EXERCISE BRIEF: The line containing "identifier, monotonically increasing." and every line after it, through the end of the records below: repeat them exactly, nothing more.

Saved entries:
########

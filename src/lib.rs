//! dosier - reservation core for limited-capacity vaccine appointments.
//!
//! Coordinates three stores under concurrent access: open provider
//! availability slots, consumable dose inventory, and confirmed
//! appointments. A reservation atomically claims one dose and one slot,
//! compensating the dose if the slot cannot be claimed; a cancellation
//! returns the dose but never the slot.
//!
//! # Example
//!
//! ```
//! use dosier::ReservationCoordinator;
//!
//! let core = ReservationCoordinator::new();
//! core.publish_availability("amy", "2024-03-01").unwrap();
//! core.adjust_inventory("moderna", 5).unwrap();
//!
//! let appointment = core.reserve("2024-03-01", "moderna", "p1").unwrap();
//! assert_eq!(appointment.provider_id, "amy");
//!
//! core.cancel(appointment.id).unwrap();
//! assert_eq!(core.inventory_levels().unwrap(), vec![("moderna".to_string(), 5)]);
//! ```

pub mod appointments;
pub mod availability;
pub mod coordinator;
pub mod inventory;

pub use appointments::{Appointment, AppointmentLedger, AppointmentStore};
pub use availability::{AvailabilityLedger, SlotStore};
pub use coordinator::{ReservationCoordinator, ReservationError};
pub use inventory::{InventoryStore, StockStore};

/// Identifier for a resource provider (caregiver).
pub type ProviderId = String;

/// Identifier for a patient.
pub type PatientId = String;

/// Name of a consumable resource type (e.g. a vaccine).
pub type ResourceName = String;

/// System-assigned appointment identifier, monotonically increasing.
pub type AppointmentId = u64;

########

TASK RESPONSE:
/// System-assigned appointment identifier, monotonically increasing.
pub type AppointmentId = u64;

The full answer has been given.